### Stored data:
====
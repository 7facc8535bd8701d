use async_trait::async_trait;

use crate::{GenerationRequest, ProviderResponse, Result};

/// A remote text-generation service that can write a review.
#[async_trait]
pub trait ProviderClient: Send + Sync {
    /// Returns the identifier of this provider (`openai`, `groq`, ...).
    fn id(&self) -> &str;

    /// Returns the model this provider is configured to call.
    fn model_id(&self) -> &str;

    /// Checks whether this provider is currently able to serve requests.
    async fn is_available(&self) -> bool;

    /// Generates a review for the request.
    ///
    /// Implementations own their retry policy: an error returned here means
    /// the provider is exhausted for this request.
    ///
    /// # Errors
    ///
    /// Returns an error if every attempt failed, timed out, or the provider
    /// cannot be called at all (for example, missing credentials).
    async fn call(&self, request: &GenerationRequest) -> Result<ProviderResponse>;
}
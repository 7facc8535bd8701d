//! Response caching and in-flight request deduplication.
//!
//! Results are cached by request fingerprint so repeated identical requests
//! never reach a provider twice within the TTL, and concurrent identical
//! requests share one upstream generation.

/// Concurrent generation registry
pub mod inflight;
/// Cache storage implementation
pub mod storage;

pub use inflight::{Claim, InFlightGuard, InFlightRegistry, InFlightWaiter};
pub use storage::{CacheEntry, CacheStats, ResponseCache};

use quill_core::{CacheConfig, Error, GenerationResult, IgnoreLock as _, Result};
use std::sync::Mutex;

/// Thread-safe cache plus in-flight registry shared by the orchestrator.
pub struct CacheLayer {
    /// Cache storage, `None` when caching is disabled
    cache: Option<Mutex<ResponseCache>>,
    /// Generations currently running
    inflight: InFlightRegistry,
}

impl CacheLayer {
    /// Creates the cache layer from its configuration.
    pub fn new(config: &CacheConfig) -> Self {
        let cache = (config.enabled && config.max_entries > 0)
            .then(|| Mutex::new(ResponseCache::new(config)));
        Self {
            cache,
            inflight: InFlightRegistry::new(),
        }
    }

    /// A cache layer that never stores anything; deduplication still applies.
    pub fn disabled() -> Self {
        Self {
            cache: None,
            inflight: InFlightRegistry::new(),
        }
    }

    /// Whether results are cached.
    pub fn is_enabled(&self) -> bool {
        self.cache.is_some()
    }

    /// Looks up a live entry.
    ///
    /// # Errors
    /// Returns `Error::CacheUnavailable` when caching is disabled.
    pub fn lookup(&self, fingerprint: &str) -> Result<Option<GenerationResult>> {
        Ok(self.storage()?.lock_ignore_poison().get(fingerprint))
    }

    /// Stores a result under its fingerprint.
    ///
    /// # Errors
    /// Returns `Error::CacheUnavailable` when caching is disabled.
    pub fn store(&self, fingerprint: &str, result: GenerationResult) -> Result<()> {
        self.storage()?
            .lock_ignore_poison()
            .put(fingerprint.to_owned(), result);
        Ok(())
    }

    /// Claims a fingerprint in the in-flight registry.
    pub fn claim(&self, fingerprint: &str) -> Claim {
        self.inflight.claim(fingerprint)
    }

    /// Number of cached entries.
    pub fn len(&self) -> usize {
        self.cache
            .as_ref()
            .map_or(0, |cache| cache.lock_ignore_poison().len())
    }

    /// Whether the cache holds no entries.
    pub fn is_empty(&self) -> bool {
        self.len() == 0
    }

    /// Cache statistics; all zero when disabled.
    pub fn stats(&self) -> CacheStats {
        self.cache
            .as_ref()
            .map(|cache| cache.lock_ignore_poison().stats())
            .unwrap_or_default()
    }

    /// Drops expired entries.
    pub fn clear_expired(&self) {
        if let Some(cache) = &self.cache {
            cache.lock_ignore_poison().clear_expired();
        }
    }

    /// Drops every entry.
    pub fn clear(&self) {
        if let Some(cache) = &self.cache {
            cache.lock_ignore_poison().clear();
        }
    }

    /// The storage, or `CacheUnavailable`.
    fn storage(&self) -> Result<&Mutex<ResponseCache>> {
        self.cache
            .as_ref()
            .ok_or_else(|| Error::CacheUnavailable("caching is disabled".to_owned()))
    }
}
====
### What this task involves:
Could you output, exactly and with nothing else, the lines from the start of the records through the line containing "to serve requests."?

### Response to this task:
repository 7facc8535bd8701d
use async_trait::async_trait;

use crate::{GenerationRequest, ProviderResponse, Result};

/// A remote text-generation service that can write a review.
#[async_trait]
pub trait ProviderClient: Send + Sync {
    /// Returns the identifier of this provider (`openai`, `groq`, ...).
    fn id(&self) -> &str;

    /// Returns the model this provider is configured to call.
    fn model_id(&self) -> &str;

    /// Checks whether this provider is currently able to serve requests.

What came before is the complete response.